[Stored data entries]
◆ ◆ ◆

//! Coaching session management.
//!
//! A caller creates a [`Session`] from a validated [`Profile`] and a [`Goal`], then calls
//! [`Session::user_message`] to obtain a request it is expected to send to the API. Every user
//! message is wrapped in a context string carrying the profile and the calorie estimate (see
//! [`crate::context::build_context`]).
//!
//! Once a response to this request is received, the caller should call
//! [`Session::handle_response`], which returns an [`Action`] to process.
//!
//! ## State management
//!
//! The completion API does not persist any state remotely, so every session holds its own
//! message history. [`Session::reset`] returns the history to its initial state: the profile
//! introduction only. The system prompt is kept apart from the history and prepended to every
//! request.
//!
//! ## Example
//!
//! ```
//! use fitcoach::{Api, Goal, Profile, session::{Action, Session}};
//!
//! let api = Api::new("sk-...");
//! let mut session = Session::new(Profile::default(), Goal::WeightLoss)?.with_name("Junea");
//! assert_eq!(session.estimate(), 1941.0);
//!
//! let http_request = session.user_message(&api, "Suggest a 4-day workout plan");
//!
//! // ... send http_request and get response_json ...
//! # let response_json = r#"{"id":"chatcmpl-1","model":"gpt-4.1-mini","choices":[{"index":0,"message":{"role":"assistant","content":"Day 1: squats."},"finish_reason":"stop"}]}"#;
//!
//! match session.handle_response(response_json)? {
//!     Action::HandleCoachReply(reply) => println!("Coach: {}", reply),
//! }
//!
//! println!("{}", session.reset());
//! # Ok::<(), fitcoach::Error>(())
//! ```

use std::sync::Arc;

use crate::{
    Api, ChatRequestBuilder, Error, calories,
    context::{self, SYSTEM_PROMPT},
    http_request::HttpRequest,
    openai::{self, ChatCompletion, Message, Role},
    profile::{Goal, InvalidProfile, Profile},
};

/// Actions that the caller needs to take based on the API response.
#[derive(Debug)]
pub enum Action {
    /// Show the coach's reply to the user.
    HandleCoachReply(String),
}

/// A single user's coaching conversation.
#[derive(Debug, Clone)]
pub struct Session {
    /// The system prompt for the conversation.
    system: Arc<str>,
    profile: Profile,
    goal: Goal,
    name: Option<String>,
    /// Unrounded maintenance energy requirement for `profile`, in kcal.
    maintenance: f64,
    /// Estimated daily energy requirement for `profile`, in kcal.
    estimate: f64,
    /// The conversation's message history, without the system prompt.
    messages: im::Vector<Message>,
}

impl Session {
    /// Creates a new session.
    ///
    /// Fails if the profile cannot be used for estimation.
    pub fn new(profile: Profile, goal: Goal) -> Result<Self, InvalidProfile> {
        let maintenance = calories::maintenance(&profile)?;
        let estimate = calories::estimate(&profile)?;

        let mut session = Self {
            system: Arc::from(SYSTEM_PROMPT),
            profile,
            goal,
            name: None,
            maintenance,
            estimate,
            messages: im::Vector::new(),
        };
        session.seed();
        Ok(session)
    }

    /// Sets the user's name and restarts the history with an introduction mentioning it.
    pub fn with_name<S: Into<String>>(mut self, name: S) -> Self {
        let name = name.into();
        let name = name.trim();
        self.name = (!name.is_empty()).then(|| name.to_owned());
        self.seed();
        self
    }

    /// Replaces the system prompt.
    pub fn set_system<S: Into<Arc<str>>>(&mut self, system: S) -> &mut Self {
        self.system = system.into();
        self
    }

    /// Sets the goal used for subsequent messages.
    pub fn set_goal(&mut self, goal: Goal) -> &mut Self {
        self.goal = goal;
        self
    }

    /// Replaces the profile used for subsequent messages.
    ///
    /// The session is left untouched if the new profile is invalid.
    pub fn set_profile(&mut self, profile: Profile) -> Result<&mut Self, InvalidProfile> {
        let maintenance = calories::maintenance(&profile)?;
        self.estimate = calories::estimate(&profile)?;
        self.maintenance = maintenance;
        self.profile = profile;
        Ok(self)
    }

    /// Adds a user message, wrapped in the profile context, and returns an HTTP request to send.
    ///
    /// The message will automatically be added to the conversation history.
    pub fn user_message(&mut self, api: &Api, user_message: &str) -> HttpRequest {
        let text = context::build_context(&self.profile, self.estimate, self.goal, user_message);
        self.messages.push_back(Message::from_text(Role::User, text));

        tracing::debug!(
            estimate = self.estimate,
            goal = %self.goal,
            messages = self.messages.len(),
            "built chat completion request"
        );

        ChatRequestBuilder::new()
            .system(self.system.clone())
            .set_messages(self.messages.iter().cloned())
            .build(api)
    }

    /// Handles the response from the API and returns the action to take.
    ///
    /// This method parses the response, adds the coach's reply to the conversation history, and
    /// returns the appropriate action for the caller to take. On error, the history is left
    /// unchanged.
    pub fn handle_response(&mut self, response_json: &str) -> Result<Action, Error> {
        let completion: ChatCompletion =
            openai::deserialize_response(response_json).inspect_err(|err| {
                tracing::warn!(%err, "completion request failed");
            })?;

        let reply = completion
            .reply()
            .ok_or(Error::UnexpectedResponseType)?
            .to_owned();

        tracing::debug!(id = %completion.id, model = %completion.model, "received coach reply");

        self.messages
            .push_back(Message::from_text(Role::Assistant, reply.clone()));

        Ok(Action::HandleCoachReply(reply))
    }

    /// Clears the conversation and returns a farewell text for the user.
    ///
    /// The profile, goal and name are kept; the history restarts with the profile introduction.
    pub fn reset(&mut self) -> String {
        self.seed();
        context::farewell(self.name.as_deref())
    }

    /// Returns the message history, oldest first.
    ///
    /// The first message is always the profile introduction.
    pub fn history(&self) -> &im::Vector<Message> {
        &self.messages
    }

    /// Returns the system prompt.
    pub fn system(&self) -> &str {
        &self.system
    }

    /// Returns the estimated daily energy requirement, in kcal.
    pub fn estimate(&self) -> f64 {
        self.estimate
    }

    /// Returns a goal-adjusted daily intake target, in kcal.
    pub fn daily_target(&self) -> f64 {
        calories::goal_target(self.maintenance, self.goal)
    }

    pub fn profile(&self) -> &Profile {
        &self.profile
    }

    pub fn goal(&self) -> Goal {
        self.goal
    }

    pub fn name(&self) -> Option<&str> {
        self.name.as_deref()
    }

    /// Restarts the history with the profile introduction.
    fn seed(&mut self) {
        let introduction = context::introduction(&self.profile, self.name.as_deref());
        self.messages = im::vector![Message::from_text(Role::User, introduction)];
    }
}
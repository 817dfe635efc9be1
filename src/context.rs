//! Prompt text construction.
//!
//! Pure string builders, kept apart from the session so they can be tested without any request
//! plumbing.

use crate::profile::{Goal, Profile};

/// System prompt every coaching session starts with.
pub const SYSTEM_PROMPT: &str =
    "You are a certified fitness instructor. Provide guidance based on user profile.";

/// Builds the context string sent with every user message.
///
/// `estimate` is the estimated daily energy requirement in kcal.
pub fn build_context(profile: &Profile, estimate: f64, goal: Goal, message: &str) -> String {
    format!(
        "My goal is {goal}. I am {age} years old, weigh {weight} kg, am {height} cm tall, \
         my sex is {sex} and my activity level is {activity}. \
         My estimated daily calories are {estimate} kcal. {message}",
        goal = goal.label().to_lowercase(),
        age = profile.age,
        weight = profile.weight_kg,
        height = profile.height_cm,
        sex = profile.sex.label(),
        activity = profile.activity_tier.label().to_lowercase(),
        message = message.trim(),
    )
}

/// Builds the message introducing the user's profile at the start of a session.
pub fn introduction(profile: &Profile, name: Option<&str>) -> String {
    let mut text = String::from("I have the following personal information: ");
    if let Some(name) = name {
        text.push_str(&format!("my name is {name}, "));
    }
    text.push_str(&format!(
        "age {}, weight {} kg, height {} cm, sex {}, activity level {}.",
        profile.age,
        profile.weight_kg,
        profile.height_cm,
        profile.sex.label(),
        profile.activity_tier.label(),
    ));
    text
}

/// Builds the message shown when a session is reset.
pub fn farewell(name: Option<&str>) -> String {
    format!(
        "Great job today, {}! You've taken another step toward your fitness goals. \
         Remember, consistency is key, keep going strong!",
        name.unwrap_or("my dear friend")
    )
}
//! Daily energy requirement estimation.
//!
//! Uses the Mifflin-St Jeor equation for the basal metabolic rate:
//!
//! ```text
//! bmr = 10 * weight_kg + 6.25 * height_cm - 5 * age + s
//! ```
//!
//! where `s` is `+5` for males and `-161` for females. The result is scaled by the
//! [`ActivityTier::multiplier`](crate::profile::ActivityTier::multiplier) and rounded to two
//! decimal places, ties to even (`2507.125` becomes `2507.12`).
//!
//! Every function here is pure and may be called from any thread.

use crate::profile::{Goal, InvalidProfile, Profile, Sex};

/// Sex-specific constant of the Mifflin-St Jeor equation.
fn sex_offset(sex: Sex) -> f64 {
    match sex {
        Sex::Male => 5.0,
        Sex::Female => -161.0,
    }
}

/// Rounds to two decimal places, ties to even.
fn round2(value: f64) -> f64 {
    (value * 100.0).round_ties_even() / 100.0
}

/// Calculates the basal metabolic rate in kcal/day, unrounded.
pub fn bmr(profile: &Profile) -> Result<f64, InvalidProfile> {
    profile.validate()?;

    Ok(10.0 * profile.weight_kg + 6.25 * profile.height_cm - 5.0 * f64::from(profile.age)
        + sex_offset(profile.sex))
}

/// Calculates the maintenance energy requirement in kcal/day, unrounded.
pub fn maintenance(profile: &Profile) -> Result<f64, InvalidProfile> {
    Ok(bmr(profile)? * profile.activity_tier.multiplier())
}

/// Estimates the daily energy requirement in kcal/day.
///
/// Fails if any field of `profile` is out of range.
pub fn estimate(profile: &Profile) -> Result<f64, InvalidProfile> {
    maintenance(profile).map(round2)
}

/// Estimates a daily intake target for the given goal, in kcal/day.
///
/// Weight loss aims 15% below maintenance, bulking 15% above.
pub fn daily_target(profile: &Profile, goal: Goal) -> Result<f64, InvalidProfile> {
    maintenance(profile).map(|kcal| goal_target(kcal, goal))
}

/// Scales an unrounded [`maintenance`] value by the goal factor, in kcal/day.
pub fn goal_target(maintenance: f64, goal: Goal) -> f64 {
    round2(maintenance * goal.calorie_factor())
}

◆ ◆ ◆

## YOUR TASK
Each line above that includes "send" should be shown.

## RESPONSE AREA
//! [`Session::user_message`] to obtain a request it is expected to send to the API. Every user
//! // ... send http_request and get response_json ...
    /// Adds a user message, wrapped in the profile context, and returns an HTTP request to send.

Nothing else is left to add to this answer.